Isolation and characterization of pepsin-solubilized human basement membrane (type IV) collagen peptides

Abstract

Native type-IV collagen was isolated from human placental tissue by pepsin digestion, fractional salt precipitation, reduction and alkylation, a 2nd pepsin digestion, and chromatography on diethylaminoethyl- and carboxymethylcellulose. After denaturation, 10 distinct peptides were isolated from this material by molecular sieve, ion-exchange and high-performance liquid chromatography. All of the peptides had amino acid compositions characteristic of type-IV collagen. Analysis of the 8 major peptides by amino-terminal amino acid sequencing and by CnBr and tryptic peptide mapping revealed the manner in which they are derived from type-IV collagen.
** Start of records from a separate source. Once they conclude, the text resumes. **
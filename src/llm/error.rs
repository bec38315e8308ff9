//! Transport error types

use std::time::Duration;
use thiserror::Error;

use crate::config::ConfigError;

/// Errors that can occur while streaming from the provider
#[derive(Debug, Error)]
pub enum TransportError {
    #[error(transparent)]
    Config(#[from] ConfigError),

    #[error("Rate limited, retry after {retry_after:?}")]
    RateLimited { retry_after: Duration },

    #[error("API error {status}: {message}")]
    Api { status: u16, message: String },

    #[error("Network error: {0}")]
    Network(#[from] reqwest::Error),

    #[error("Invalid stream: {0}")]
    InvalidStream(String),

    #[error("JSON error: {0}")]
    Json(#[from] serde_json::Error),
}

impl TransportError {
    /// Check if the turn may transparently retry past this error
    pub fn is_retryable(&self) -> bool {
        match self {
            TransportError::Config(_) => false,
            TransportError::RateLimited { .. } => true,
            TransportError::Api { status, .. } => is_retryable_status(*status),
            TransportError::Network(_) => true,
            TransportError::InvalidStream(_) => false,
            TransportError::Json(_) => false,
        }
    }

    /// Numeric status carried by the underlying failure, if any
    pub fn status(&self) -> Option<u16> {
        match self {
            TransportError::RateLimited { .. } => Some(429),
            TransportError::Api { status, .. } => Some(*status),
            TransportError::Network(e) => e.status().map(|s| s.as_u16()),
            _ => None,
        }
    }
}

/// HTTP status codes worth a transparent reconnect
pub(crate) fn is_retryable_status(status: u16) -> bool {
    matches!(status, 408 | 429 | 500 | 502 | 503 | 504)
}
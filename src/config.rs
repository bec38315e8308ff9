//! Configuration types and loading

use serde::{Deserialize, Serialize};
use std::fs;
use std::path::{Path, PathBuf};
use thiserror::Error;
use tracing::{debug, warn};

/// Errors from configuration loading and validation
#[derive(Debug, Error)]
pub enum ConfigError {
    #[error("Failed to read config file {path}: {source}")]
    Read {
        path: PathBuf,
        #[source]
        source: std::io::Error,
    },

    #[error("Failed to parse config file {path}: {source}")]
    Parse {
        path: PathBuf,
        #[source]
        source: serde_yaml::Error,
    },

    #[error("API key not found. Set the {env} environment variable.")]
    MissingApiKey { env: String },
}

/// Top-level configuration
#[derive(Debug, Clone, Default, Serialize, Deserialize)]
#[serde(default)]
pub struct Config {
    /// Provider transport configuration
    pub llm: LlmConfig,

    /// Result caps for the read-only tools
    pub tools: ToolCaps,

    /// Workspace root configuration
    pub workspace: WorkspaceConfig,
}

impl Config {
    /// Load configuration with fallback chain
    ///
    /// Explicit path if given, then project-local `.codescout.yml`, then
    /// built-in defaults.
    pub fn load(config_path: Option<&PathBuf>) -> Result<Self, ConfigError> {
        if let Some(path) = config_path {
            return Self::load_from_file(path);
        }

        let local = PathBuf::from(".codescout.yml");
        if local.exists() {
            match Self::load_from_file(&local) {
                Ok(config) => return Ok(config),
                Err(e) => {
                    warn!(path = %local.display(), error = %e, "failed to load local config, using defaults");
                }
            }
        }

        debug!("no config file found, using defaults");
        Ok(Self::default())
    }

    fn load_from_file(path: &Path) -> Result<Self, ConfigError> {
        let content = fs::read_to_string(path).map_err(|source| ConfigError::Read {
            path: path.to_path_buf(),
            source,
        })?;

        let config: Self = serde_yaml::from_str(&content).map_err(|source| ConfigError::Parse {
            path: path.to_path_buf(),
            source,
        })?;

        debug!(path = %path.display(), "loaded config");
        Ok(config)
    }

    /// Validate configuration before use
    ///
    /// Fails fast with a clear message when the API key environment variable
    /// is unset.
    pub fn validate(&self) -> Result<(), ConfigError> {
        self.llm.api_key()?;
        Ok(())
    }
}

/// Provider transport configuration
#[derive(Debug, Clone, Serialize, Deserialize)]
#[serde(default)]
pub struct LlmConfig {
    /// Provider model identifier
    pub model: String,

    /// API base URL
    pub base_url: String,

    /// Environment variable holding the API key
    pub api_key_env: String,

    /// Per-request timeout in milliseconds
    pub timeout_ms: u64,

    /// Maximum output tokens per turn
    pub max_output_tokens: u32,

    /// Maximum transparent reconnect attempts for transient failures
    pub max_retries: u32,
}

impl Default for LlmConfig {
    fn default() -> Self {
        Self {
            model: "gemini-2.0-flash".to_string(),
            base_url: "https://generativelanguage.googleapis.com".to_string(),
            api_key_env: "GEMINI_API_KEY".to_string(),
            timeout_ms: 300_000,
            max_output_tokens: 8192,
            max_retries: 3,
        }
    }
}

impl LlmConfig {
    /// Read the API key from the configured environment variable
    pub fn api_key(&self) -> Result<String, ConfigError> {
        std::env::var(&self.api_key_env).map_err(|_| ConfigError::MissingApiKey {
            env: self.api_key_env.clone(),
        })
    }
}

/// Result caps for the read-only tools
///
/// Every cap pairs with a `truncated` flag on the result metadata when hit.
#[derive(Debug, Clone, Copy, Serialize, Deserialize)]
#[serde(default)]
pub struct ToolCaps {
    /// Maximum matching lines returned by content search
    pub max_matches: usize,

    /// Maximum lines returned by a file read
    pub max_read_lines: usize,

    /// Per-line length cap for file reads
    pub max_line_length: usize,

    /// Maximum recursion depth for directory listing
    pub max_list_depth: usize,

    /// Maximum entries returned by directory listing
    pub max_list_entries: usize,

    /// Maximum paths returned by glob matching
    pub max_glob_matches: usize,
}

impl Default for ToolCaps {
    fn default() -> Self {
        Self {
            max_matches: 50,
            max_read_lines: 2000,
            max_line_length: 2000,
            max_list_depth: 3,
            max_list_entries: 500,
            max_glob_matches: 1000,
        }
    }
}

/// Workspace root configuration
#[derive(Debug, Clone, Serialize, Deserialize)]
#[serde(default)]
pub struct WorkspaceConfig {
    /// Root directory the session is allowed to read
    pub root: PathBuf,
}

impl Default for WorkspaceConfig {
    fn default() -> Self {
        Self {
            root: PathBuf::from("."),
        }
    }
}
//! Provider-facing request/response types
//!
//! These model the Gemini streaming API closely enough to be useful while
//! staying independent of the wire format, which lives in the transport.

use serde::{Deserialize, Serialize};

/// A message in the conversation history
#[derive(Debug, Clone, Serialize, Deserialize)]
pub struct Message {
    pub role: Role,
    pub text: String,
}

impl Message {
    /// Create a user message
    pub fn user(text: impl Into<String>) -> Self {
        Self {
            role: Role::User,
            text: text.into(),
        }
    }

    /// Create a model message
    pub fn model(text: impl Into<String>) -> Self {
        Self {
            role: Role::Model,
            text: text.into(),
        }
    }
}

/// Message role
#[derive(Debug, Clone, Copy, PartialEq, Eq, Serialize, Deserialize)]
#[serde(rename_all = "lowercase")]
pub enum Role {
    User,
    Model,
}

/// Why the model stopped generating
#[derive(Debug, Clone, PartialEq, Eq)]
pub enum FinishReason {
    Stop,
    MaxTokens,
    Safety,
    Recitation,
    Other(String),
}

impl FinishReason {
    /// Parse from the provider finish-reason string
    pub fn from_provider(s: &str) -> Self {
        match s {
            "STOP" => FinishReason::Stop,
            "MAX_TOKENS" => FinishReason::MaxTokens,
            "SAFETY" => FinishReason::Safety,
            "RECITATION" => FinishReason::Recitation,
            other => FinishReason::Other(other.to_string()),
        }
    }
}

/// Token accounting snapshot from the provider's usage metadata
#[derive(Debug, Clone, Copy, Default, PartialEq, Eq)]
pub struct TokenUsage {
    pub prompt_tokens: u64,
    pub response_tokens: u64,
    pub thought_tokens: u64,
}

impl TokenUsage {
    /// Fold another snapshot into a running total
    pub fn add(&mut self, other: &TokenUsage) {
        self.prompt_tokens += other.prompt_tokens;
        self.response_tokens += other.response_tokens;
        self.thought_tokens += other.thought_tokens;
    }

    pub fn total(&self) -> u64 {
        self.prompt_tokens + self.response_tokens + self.thought_tokens
    }
}

/// One part of a model response chunk, in provider order
#[derive(Debug, Clone)]
pub enum Part {
    /// Normal response text
    Text(String),

    /// Reasoning content, flagged distinctly from normal text
    Thought(String),

    /// A function invocation request
    FunctionCall { name: String, args: serde_json::Value },
}

/// A parsed model response chunk
#[derive(Debug, Clone, Default)]
pub struct ModelChunk {
    /// Content parts in the order the provider listed them
    pub parts: Vec<Part>,

    /// Citation sources attached to this chunk
    pub citations: Vec<String>,

    /// Present on the final chunk of a turn
    pub finish_reason: Option<FinishReason>,

    /// Usage metadata, when the provider attaches it
    pub usage: Option<TokenUsage>,
}

/// A raw chunk from the transport
#[derive(Debug, Clone)]
pub enum RawChunk {
    /// The transport recovered from a transient failure and is retrying;
    /// distinguishable from content so callers can surface it
    Retry,

    /// A model response chunk
    Model(ModelChunk),
}
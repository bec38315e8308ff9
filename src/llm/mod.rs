//! Provider transport layer
//!
//! One streaming transport, one wire format. The [`Transport`] trait is the
//! seam the turn engine consumes; [`GeminiTransport`] is the production
//! implementation.

mod error;
mod transport;
mod types;

pub use error::TransportError;
pub use transport::{ChunkStream, GeminiTransport, Transport};
pub use types::{FinishReason, Message, ModelChunk, Part, RawChunk, Role, TokenUsage};
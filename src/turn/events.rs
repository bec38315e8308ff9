//! Normalized turn events

use std::sync::atomic::{AtomicU64, Ordering};

use serde_json::Value;
use uuid::Uuid;

use crate::llm::{FinishReason, TokenUsage};

/// Process-wide sequence component of call identifiers
static CALL_SEQ: AtomicU64 = AtomicU64::new(0);

/// A model-issued request to invoke a named tool
///
/// Created by the turn engine when the provider emits a function invocation;
/// never mutated after creation.
#[derive(Debug, Clone)]
pub struct ToolCallRequest {
    /// Unique per invocation; correlates the request with its result
    pub id: String,

    /// Registered tool name
    pub name: String,

    /// Argument mapping as the provider supplied it
    pub args: Value,

    /// The turn this call originated from
    pub turn_id: String,
}

impl ToolCallRequest {
    pub(crate) fn new(name: String, args: Value, turn_id: &str) -> Self {
        let id = next_call_id(&name);
        Self {
            id,
            name,
            args,
            turn_id: turn_id.to_string(),
        }
    }
}

/// Synthesize a call identifier that cannot collide within the process
///
/// Tool name, then a monotonic sequence number, then a time-ordered random
/// component.
fn next_call_id(name: &str) -> String {
    let seq = CALL_SEQ.fetch_add(1, Ordering::Relaxed);
    format!("{}-{}-{}", name, seq, Uuid::now_v7().simple())
}

/// A normalized event produced by the turn engine
///
/// Exactly one terminal variant (`Finished`, `Error`, `Cancelled`,
/// `InvalidStream`) ends a turn; all others may repeat before it.
#[derive(Debug, Clone)]
pub enum TurnEvent {
    /// A chunk's worth of response text, emitted before the next chunk is read
    Content(String),

    /// Reasoning content, with a one-line summary
    Thought { text: String, summary: String },

    /// The model requested a tool invocation
    ToolCall(ToolCallRequest),

    /// All citation sources collected during the turn, sorted, flushed once
    /// immediately before `Finished`
    Citation(Vec<String>),

    /// The transport recovered from a transient failure without losing the turn
    Retry,

    /// Terminal: the model finished the turn
    Finished {
        reason: FinishReason,
        usage: TokenUsage,
    },

    /// Terminal: the exchange failed
    Error {
        message: String,
        status: Option<u16>,
    },

    /// Terminal: the underlying stream was truncated or malformed
    InvalidStream(String),

    /// Terminal: the caller raised the cancellation signal
    Cancelled,
}

impl TurnEvent {
    /// Whether this event ends the turn
    pub fn is_terminal(&self) -> bool {
        matches!(
            self,
            TurnEvent::Finished { .. } | TurnEvent::Error { .. } | TurnEvent::InvalidStream(_) | TurnEvent::Cancelled
        )
    }
}

#[cfg(test)]
mod tests {
    use super::*;
    use std::collections::HashSet;

    #[test]
    fn test_call_ids_are_unique() {
        let ids: HashSet<String> = (0..1000)
            .map(|_| next_call_id("read_file"))
            .collect();
        assert_eq!(ids.len(), 1000);
    }

    #[test]
    fn test_call_id_carries_tool_name() {
        let id = next_call_id("grep");
        assert!(id.starts_with("grep-"));
    }

    #[test]
    fn test_terminal_classification() {
        assert!(
            TurnEvent::Finished {
                reason: FinishReason::Stop,
                usage: TokenUsage::default()
            }
            .is_terminal()
        );
        assert!(
            TurnEvent::Error {
                message: "boom".to_string(),
                status: Some(500)
            }
            .is_terminal()
        );
        assert!(TurnEvent::InvalidStream("truncated".to_string()).is_terminal());
        assert!(TurnEvent::Cancelled.is_terminal());

        assert!(!TurnEvent::Content("hi".to_string()).is_terminal());
        assert!(!TurnEvent::Retry.is_terminal());
        assert!(!TurnEvent::Citation(vec![]).is_terminal());
    }
}
//! Tool error types

use thiserror::Error;

use crate::workspace::BoundaryError;

use super::traits::FailureKind;

/// Errors that can occur during tool execution
///
/// Converted into failed [`ToolResult`](super::ToolResult)s at the registry
/// edge so a failed call never aborts the turn.
#[derive(Debug, Error)]
pub enum ToolError {
    #[error(transparent)]
    Boundary(#[from] BoundaryError),

    #[error("File not found: {path}")]
    NotFound {
        path: String,
        #[source]
        source: std::io::Error,
    },

    #[error("Not a directory: {path}")]
    NotADirectory { path: String },

    #[error("Invalid argument: {0}")]
    InvalidArgument(String),

    #[error("Invalid pattern: {0}")]
    InvalidPattern(String),

    #[error("IO error: {0}")]
    Io(#[from] std::io::Error),

    #[error("Tool execution cancelled")]
    Cancelled,

    #[error("Unknown tool: {name}")]
    UnknownTool { name: String },
}

impl ToolError {
    /// Map to the coarse failure classification carried on results
    pub fn kind(&self) -> FailureKind {
        match self {
            ToolError::Boundary(_) => FailureKind::BoundaryViolation,
            ToolError::NotFound { .. } => FailureKind::NotFound,
            ToolError::NotADirectory { .. } => FailureKind::Io,
            ToolError::InvalidArgument(_) => FailureKind::InvalidArgument,
            ToolError::InvalidPattern(_) => FailureKind::InvalidArgument,
            ToolError::Io(_) => FailureKind::Io,
            ToolError::Cancelled => FailureKind::Cancelled,
            ToolError::UnknownTool { .. } => FailureKind::UnknownTool,
        }
    }

    /// Classify a read failure against the path it was issued for
    pub fn from_io(err: std::io::Error, path: &str) -> Self {
        match err.kind() {
            std::io::ErrorKind::NotFound => ToolError::NotFound {
                path: path.to_string(),
                source: err,
            },
            std::io::ErrorKind::NotADirectory => ToolError::NotADirectory { path: path.to_string() },
            _ => ToolError::Io(err),
        }
    }
}

#[cfg(test)]
mod tests {
    use super::*;
    use std::path::PathBuf;

    #[test]
    fn test_boundary_violation_message() {
        let err = ToolError::Boundary(BoundaryError::Escape {
            path: PathBuf::from("/etc/passwd"),
            root: PathBuf::from("/repo"),
        });

        let msg = err.to_string();
        assert!(msg.contains("/etc/passwd"));
        assert!(msg.contains("/repo"));
        assert_eq!(err.kind(), FailureKind::BoundaryViolation);
    }

    #[test]
    fn test_from_io_not_found() {
        let io = std::io::Error::new(std::io::ErrorKind::NotFound, "gone");
        let err = ToolError::from_io(io, "missing.txt");

        assert!(matches!(err, ToolError::NotFound { .. }));
        assert_eq!(err.kind(), FailureKind::NotFound);
    }

    #[test]
    fn test_from_io_permission_denied() {
        let io = std::io::Error::new(std::io::ErrorKind::PermissionDenied, "nope");
        let err = ToolError::from_io(io, "locked.txt");

        assert!(matches!(err, ToolError::Io(_)));
        assert_eq!(err.kind(), FailureKind::Io);
    }

    #[test]
    fn test_cancelled_kind() {
        assert_eq!(ToolError::Cancelled.kind(), FailureKind::Cancelled);
    }
}
//! Turn engine
//!
//! Translates the transport's raw chunk sequence into the normalized event
//! protocol a caller drives: content, thoughts, tool calls, citations, and
//! exactly one terminal event per turn.

mod engine;
mod events;

pub use engine::Turn;
pub use events::{ToolCallRequest, TurnEvent};
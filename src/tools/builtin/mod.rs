//! Builtin read-only tools
//!
//! The four capabilities a session may advertise to the model. There is
//! deliberately no tool here that can write, delete, or execute anything.

mod glob;
mod grep;
mod list_directory;
mod read_file;

pub use glob::GlobTool;
pub use grep::GrepTool;
pub use list_directory::ListDirectoryTool;
pub use read_file::ReadFileTool;
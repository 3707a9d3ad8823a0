//! Relationship state between the user and the coach.
//!
//! The [`RelationshipProfile`] is the mutable, single-owner-at-a-time state
//! the coach adapts around: a 0-100 trust scalar, an emotional baseline, and
//! a coarse relationship stage. It is created with neutral defaults on first
//! access, updated additively per event, and never deleted, only reset.

use serde::{Deserialize, Serialize};

/// Guard against NaN and Infinity in profile scalars.
/// If the value is NaN or Inf, replace with the provided fallback.
#[inline]
fn sanitize_f32(v: f32, fallback: f32) -> f32 {
    if v.is_finite() {
        v
    } else {
        tracing::warn!("NaN/Inf detected in profile, resetting to fallback {}", fallback);
        fallback
    }
}

/// Coarse stage of the coaching relationship.
#[derive(Debug, Clone, Copy, PartialEq, Eq, Serialize, Deserialize)]
#[serde(rename_all = "snake_case")]
pub enum RelationshipStage {
    Onboarding,
    TrustBuilding,
    StablePartnership,
    RelapseRecovery,
    LongTermCompanion,
}

/// Emotional tone the coach reads from (and writes to) the relationship.
#[derive(Debug, Clone, Copy, PartialEq, Eq, Serialize, Deserialize, Default)]
#[serde(rename_all = "snake_case")]
pub enum EmotionalState {
    #[default]
    Calm,
    Neutral,
    Cautious,
    Fatigued,
    Recovering,
    TrustRepair,
    Confident,
    Motivated,
}

impl EmotionalState {
    /// Stable snake_case label, matching the serde wire form.
    pub fn as_str(&self) -> &'static str {
        match self {
            EmotionalState::Calm => "calm",
            EmotionalState::Neutral => "neutral",
            EmotionalState::Cautious => "cautious",
            EmotionalState::Fatigued => "fatigued",
            EmotionalState::Recovering => "recovering",
            EmotionalState::TrustRepair => "trust_repair",
            EmotionalState::Confident => "confident",
            EmotionalState::Motivated => "motivated",
        }
    }
}

/// Mutable relationship state. Trust is always clamped to [0, 100];
/// `safety_mode` latches on medical-risk events and only a trust reset
/// clears it.
#[derive(Debug, Clone, PartialEq, Serialize, Deserialize)]
pub struct RelationshipProfile {
    pub stage: RelationshipStage,
    pub trust_level: u8,
    pub emotional_state: EmotionalState,
    /// Ability to absorb setbacks without disengaging, 0.0 - 1.0.
    pub resilience: f32,
    /// Preference for self-directed decisions over guided ones, 0.0 - 1.0.
    pub autonomy: f32,
    pub safety_mode: bool,
    pub confidence_growth_rate: f32,
    pub confidence_decay_rate: f32,
    /// Unix timestamp of last update.
    pub last_updated: i64,
}

impl Default for RelationshipProfile {
    fn default() -> Self {
        Self {
            stage: RelationshipStage::Onboarding,
            trust_level: 50,
            emotional_state: EmotionalState::Calm,
            resilience: 0.5,
            autonomy: 0.5,
            safety_mode: false,
            confidence_growth_rate: 0.05,
            confidence_decay_rate: 0.02,
            last_updated: chrono::Utc::now().timestamp(),
        }
    }
}

impl RelationshipProfile {
    /// Apply a trust delta, clamping the result to [0, 100].
    pub fn apply_trust_delta(&mut self, delta: i32) {
        self.trust_level = (self.trust_level as i32 + delta).clamp(0, 100) as u8;
        self.touch();
    }

    /// Sanitize and clamp all scalar fields to valid ranges.
    pub fn normalize(&mut self) {
        self.resilience = sanitize_f32(self.resilience, 0.5).clamp(0.0, 1.0);
        self.autonomy = sanitize_f32(self.autonomy, 0.5).clamp(0.0, 1.0);
        self.confidence_growth_rate = sanitize_f32(self.confidence_growth_rate, 0.05).clamp(0.0, 1.0);
        self.confidence_decay_rate = sanitize_f32(self.confidence_decay_rate, 0.02).clamp(0.0, 1.0);
        self.trust_level = self.trust_level.min(100);
    }

    pub fn touch(&mut self) {
        self.last_updated = chrono::Utc::now().timestamp();
    }
}

/// Assembled long-term context handed to response generation.
///
/// Derivable from either half of memory: the durable store assembles it from
/// the authoritative profile, the in-process service from its volatile copy.
#[derive(Debug, Clone, Serialize, Deserialize)]
pub struct CoachLongTermContext {
    pub stage: RelationshipStage,
    pub trust_level: u8,
    pub emotional_baseline: EmotionalState,
    /// Most recent event kinds, oldest first.
    pub recent_event_kinds: Vec<String>,
    pub journey_summary: Option<String>,
}

impl Default for CoachLongTermContext {
    fn default() -> Self {
        Self {
            stage: RelationshipStage::Onboarding,
            trust_level: 50,
            emotional_baseline: EmotionalState::Calm,
            recent_event_kinds: Vec::new(),
            journey_summary: None,
        }
    }
}
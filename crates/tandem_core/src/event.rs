//! Behavioral event model.
//!
//! A [`CoachMemoryEvent`] is an immutable fact about user behavior, created
//! at the screen layer, consumed exactly once by the memory facade, then
//! forwarded to both the persistence port and the in-process memory service.
//! The payload is a tagged union per event kind; [`EventPayload::Other`] is
//! the escape hatch for genuinely open-ended metadata.

use chrono::{DateTime, Utc};
use serde::{Deserialize, Serialize};
use std::collections::HashMap;
use uuid::Uuid;

/// Safety classification attached by the screen layer.
#[derive(Debug, Clone, Copy, PartialEq, Eq, Serialize, Deserialize)]
#[serde(rename_all = "snake_case")]
pub enum SafetyClass {
    Normal,
    Caution,
    MedicalRisk,
}

impl SafetyClass {
    /// Any class that should force protective coaching behavior.
    pub fn is_protective(&self) -> bool {
        matches!(self, SafetyClass::Caution | SafetyClass::MedicalRisk)
    }
}

/// Per-kind event payload.
#[derive(Debug, Clone, PartialEq, Serialize, Deserialize)]
#[serde(tag = "type", rename_all = "snake_case")]
pub enum EventPayload {
    DayCompleted {
        calories_consumed: Option<u32>,
        calorie_target: Option<u32>,
    },
    HabitBroken {
        habit: String,
        days_kept: u32,
    },
    PainReported {
        location: String,
        /// Self-reported intensity, 0.0 - 1.0.
        intensity: f32,
    },
    WorkoutCompleted {
        workout: String,
        duration_min: u32,
        personal_record: bool,
    },
    MealLogged {
        meal: String,
        calories: u32,
    },
    StreakExtended {
        length: u32,
    },
    ReturnedAfterPause {
        days_away: u32,
    },
    /// Fallback for event kinds this core has no dedicated shape for.
    Other {
        kind: String,
        #[serde(default)]
        data: HashMap<String, serde_json::Value>,
    },
}

impl EventPayload {
    /// Stable snake_case tag used for template lookup and decision ids.
    pub fn kind(&self) -> &str {
        match self {
            EventPayload::DayCompleted { .. } => "day_completed",
            EventPayload::HabitBroken { .. } => "habit_broken",
            EventPayload::PainReported { .. } => "pain_reported",
            EventPayload::WorkoutCompleted { .. } => "workout_completed",
            EventPayload::MealLogged { .. } => "meal_logged",
            EventPayload::StreakExtended { .. } => "streak_extended",
            EventPayload::ReturnedAfterPause { .. } => "returned_after_pause",
            EventPayload::Other { kind, .. } => kind.as_str(),
        }
    }

    /// Copy of the payload with every string field truncated to the
    /// persistence limit. Numeric fields pass through untouched.
    pub fn minimized(&self) -> EventPayload {
        match self {
            EventPayload::HabitBroken { habit, days_kept } => EventPayload::HabitBroken {
                habit: truncate_field(habit),
                days_kept: *days_kept,
            },
            EventPayload::PainReported {
                location,
                intensity,
            } => EventPayload::PainReported {
                location: truncate_field(location),
                intensity: *intensity,
            },
            EventPayload::WorkoutCompleted {
                workout,
                duration_min,
                personal_record,
            } => EventPayload::WorkoutCompleted {
                workout: truncate_field(workout),
                duration_min: *duration_min,
                personal_record: *personal_record,
            },
            EventPayload::MealLogged { meal, calories } => EventPayload::MealLogged {
                meal: truncate_field(meal),
                calories: *calories,
            },
            EventPayload::Other { kind, data } => EventPayload::Other {
                kind: truncate_field(kind),
                data: data
                    .iter()
                    .map(|(k, v)| (k.clone(), truncate_value(v)))
                    .collect(),
            },
            other => other.clone(),
        }
    }
}

/// Immutable behavioral fact. Never mutated after creation.
#[derive(Debug, Clone, Serialize, Deserialize)]
pub struct CoachMemoryEvent {
    pub id: Uuid,
    pub occurred_at: DateTime<Utc>,
    pub payload: EventPayload,
    /// Caller confidence in the observation, 0.0 - 1.0.
    pub confidence: f32,
    pub safety_class: SafetyClass,
    /// Trust delta this event carries, clamped to [-2, 2].
    pub trust_impact: i8,
}

impl CoachMemoryEvent {
    pub fn new(payload: EventPayload) -> Self {
        Self {
            id: Uuid::new_v4(),
            occurred_at: Utc::now(),
            payload,
            confidence: 1.0,
            safety_class: SafetyClass::Normal,
            trust_impact: 0,
        }
    }

    pub fn with_confidence(mut self, confidence: f32) -> Self {
        self.confidence = if confidence.is_finite() {
            confidence.clamp(0.0, 1.0)
        } else {
            1.0
        };
        self
    }

    pub fn with_safety_class(mut self, safety_class: SafetyClass) -> Self {
        self.safety_class = safety_class;
        self
    }

    pub fn with_trust_impact(mut self, trust_impact: i8) -> Self {
        self.trust_impact = trust_impact.clamp(-2, 2);
        self
    }

    pub fn kind(&self) -> &str {
        self.payload.kind()
    }
}

// ============================================================================
// Persistence envelope
// ============================================================================

/// Maximum length of any string field forwarded to the persistence port.
pub const MAX_PERSISTED_FIELD_LEN: usize = 500;

/// Marker appended to truncated fields.
pub const TRUNCATION_MARKER: &str = "…[truncated]";

/// Truncate a string field to the persistence limit, appending the marker.
pub fn truncate_field(s: &str) -> String {
    if s.chars().count() <= MAX_PERSISTED_FIELD_LEN {
        return s.to_string();
    }
    let mut out: String = s.chars().take(MAX_PERSISTED_FIELD_LEN).collect();
    out.push_str(TRUNCATION_MARKER);
    out
}

/// Truncate string values inside free-form metadata; everything else passes
/// through untouched.
fn truncate_value(v: &serde_json::Value) -> serde_json::Value {
    match v {
        serde_json::Value::String(s) => serde_json::Value::String(truncate_field(s)),
        other => other.clone(),
    }
}

/// Minimized event envelope forwarded to the persistence port.
#[derive(Debug, Clone, Serialize, Deserialize)]
pub struct EventRecord {
    pub event: CoachMemoryEvent,
    pub source_screen: String,
    pub explainability_ref: Option<String>,
}

impl EventRecord {
    /// Build the envelope, minimizing the payload before it leaves the
    /// process boundary.
    pub fn minimized(
        event: &CoachMemoryEvent,
        source_screen: &str,
        explainability_ref: Option<String>,
    ) -> Self {
        let mut minimized = event.clone();
        minimized.payload = event.payload.minimized();
        Self {
            event: minimized,
            source_screen: truncate_field(source_screen),
            explainability_ref,
        }
    }
}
Pepsin liberates 2 large peptides by attacking non-triple-helical regions, one derived from the .alpha.1(IV) chain (F2, Mr 90,000) and one derived from the .alpha.2(IV) chain (F3, Mr 75,000). The .alpha.1(IV)-derived F2 peptide is also represented in the pepsin digest by amino-terminal and carboxy-terminal subfragments (F4c [Mr 41,000] and F4a [Mr 60,000]), as is the .alpha.2(IV)-derived F3 peptide (F5 [Mr 28,000] and F4b [Mr 50,000], respectively). Apparently, the molecular regions from which the larger peptides are derived in themselves contain pepsin-sensitive (non-triple-helical) domains. Several of the peptides examined were present in 2 slightly different forms, suggesting that closely adjacent pepsin-sensitive sites often exist within the type-IV collagen molecules. These methods provide a reliable means by which identifiable type-IV collagen peptides can be isolated. The above conclusions and data provide a basis from which the previously described type-IV collagen peptides can be more clearly identified and related to a common structure of origin.